Here is Nagel's take on Camus:

Camus maintains in The Myth of Sisyphus that the absurd arises because the world fails to meet our demands for meaning. This suggests that the world might satisfy those demands if it were different. But now we can see that this is not the case. There does not appear to be any conceivable world (containing us) about which unsettlable doubts could not arise. Consequently, the absurdity of our situation derives not from a collision between our expectations and the world, but from a collision within ourselves.

Here, in turn, is what I take to be the most revealing bit from Camus on the topic:

I said that the world is absurd, but I was too hasty. This world in itself is not reasonable, that is all that can be said. But what is absurd is the confrontation of this irrational and the wild longing for clarity whose call echoes in the human heart. The absurd depends as much on man as on the world.

Nagel's argument seems to be that Camus is wrong to think that meaning in life is possible: Camus seems to suggest that life is absurd only because the world is itself not reasonable (or, better put, arational). I think Camus lends himself to such criticism. He does seem to suggest that the reason life is absurd is that we attempt to give meaning to a world that lacks it. So, for example, there is a difference between finding meaning in Hamlet and finding meaning in a random set of occurrences. The latter is what a paranoiac does. The former, on the other hand, involves—or can involve—finding something that is in fact there. There is meaning in Hamlet, and it is there because it was put there by somebody, perhaps Shakespeare. The paranoiac, on the other hand, is not actually finding meaning; he is, rather, projecting it. The random occurrences do not have meaning in themselves: they only seem to have meaning to the paranoiac because of the meaning with which he invests them. For Camus, our absurdity consists of this, that like the paranoiac we project meaning onto the world, always facing the threat that the world is in itself meaningless.
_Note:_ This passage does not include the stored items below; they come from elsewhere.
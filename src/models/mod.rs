pub mod auth;
pub mod emotion;
pub mod message_payloads;
pub mod session;
pub mod trade;
pub mod trade_builder;
pub mod trade_form;
pub mod trade_stats;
We can now see why Nagel's criticism of Camus appears to be justified: if God existed and created the world and, further, if God imbued the world with meaning, then our attempts to find meaning would not necessarily be futile. They would not necessarily be mere projections, since they could be acts of actually finding the meaning that God put there. This is the point Nagel criticizes when he notes that, for God to give meaning to our lives, God's purposes would themselves have to be understandable and meaningful to us. That is: we could find (rather than project) meaning in a God-created world only insofar as God's purposes could mean something to us. Thus the arguments we find in countless religious authors—like Anselm or Descartes—to the effect that God's purposes are not our purposes and we cannot expect to fully grasp them undermine the possibility of finding meaning. They merely assure us that there is meaning because God has put it there, but they leave us unable—at least in part—to grasp that meaning. But the assurance, without intellectual dishonesty, should not have the intended effect. For simply telling me that my life has meaning without telling me what that meaning is should not make it meaningful.
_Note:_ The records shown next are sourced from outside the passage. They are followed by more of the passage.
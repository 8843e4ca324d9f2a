use crate::utils::constants::{DEFAULT_API_URL, DEFAULT_HTTP_TIMEOUT_SECS, DEFAULT_SESSION_FILE};
use std::{path::PathBuf, time::Duration};

/// Where the journal API lives and where the session token is kept.
#[derive(Debug, Clone, PartialEq)]
pub struct Config {
    pub api_url: String,
    pub session_file: PathBuf,
    pub http_timeout: Duration,
}

impl Default for Config {
    fn default() -> Self {
        Config {
            api_url: DEFAULT_API_URL.to_string(),
            session_file: PathBuf::from(DEFAULT_SESSION_FILE),
            http_timeout: Duration::from_secs(DEFAULT_HTTP_TIMEOUT_SECS),
        }
    }
}

impl Config {
    /// Load configuration from environment variables, keeping defaults for
    /// anything unset or invalid.
    pub fn from_env() -> Config {
        Self::from_lookup(|key| std::env::var(key).ok())
    }

    fn from_lookup(lookup: impl Fn(&str) -> Option<String>) -> Config {
        let mut config = Config::default();

        if let Some(url) = lookup("JOURNAL_API_URL") {
            let url = url.trim().trim_end_matches('/');
            if url.starts_with("http://") || url.starts_with("https://") {
                config.api_url = url.to_string();
            } else {
                tracing::warn!(
                    "Invalid JOURNAL_API_URL value: '{}' (must start with http:// or https://), using default: {}",
                    url,
                    config.api_url
                );
            }
        }

        if let Some(path) = lookup("JOURNAL_SESSION_FILE") {
            if !path.trim().is_empty() {
                config.session_file = PathBuf::from(path.trim());
            }
        }

        if let Some(timeout) = lookup("JOURNAL_HTTP_TIMEOUT_SECS") {
            match timeout.trim().parse::<u64>() {
                Ok(secs) if secs > 0 => config.http_timeout = Duration::from_secs(secs),
                Ok(_) => {
                    tracing::warn!(
                        "JOURNAL_HTTP_TIMEOUT_SECS must be positive, using default: {}s",
                        config.http_timeout.as_secs()
                    );
                }
                Err(e) => {
                    tracing::warn!(
                        "Failed to parse JOURNAL_HTTP_TIMEOUT_SECS '{}': {}, using default: {}s",
                        timeout,
                        e,
                        config.http_timeout.as_secs()
                    );
                }
            }
        }

        config
    }
}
Nagel's point is two-fold. First, if there is a God, that fact could only give meaning to my life if I could understand what the meaning is. Second, even if I could understand it, I would need to furthermore see that it is meaningful. And if it is, then it must have some meaning-conferring features. And if we know what these features are, then we should be able to find meaning without God. This could be clearer—the basic idea, I take it, is that if God's existence is to justify my own, or to make it meaningful, then God's existence must be self-justifying and meaningful in itself, and it should be so in such a way that I would be unable to doubts its justification. But nothing can be self-justifying in this way, since we are capable of questioning every justification.

Now we can work out the criticism of Camus: Camus seems to suggest that life is absurd because there is no meaning in the world, and yet we inevitably attempt to find it. Since the meaning isn't there, we cannot find it; thus, all our efforts are mere projections. So if there were a God, and thus there were meaning in the world, then the attempt to find it would not be meaningless. Our lives would not be absurd, because the project of life—to find meaning in the world—would be no more absurd than the project of finding meaning in Hamlet. (It's interesting to note, in this connection, that deconstruction seems to involve making textual interpretation absurd: by rejecting the claim that the text has meaning to be found, and thus separate from whatever meaning the reader imbues it with, deconstruction makes all projects of interpretation absurd.) But Nagel rejects this possibility: if we can't find meaning in our lives, and we can't find it because there is nothing that could make them meaningful without itself requiring an external source of meaning, then God would make them no more meaningful than they are. Camus's account of the absurd, then, seems to fail: it assumes that finding meaning is possible after all.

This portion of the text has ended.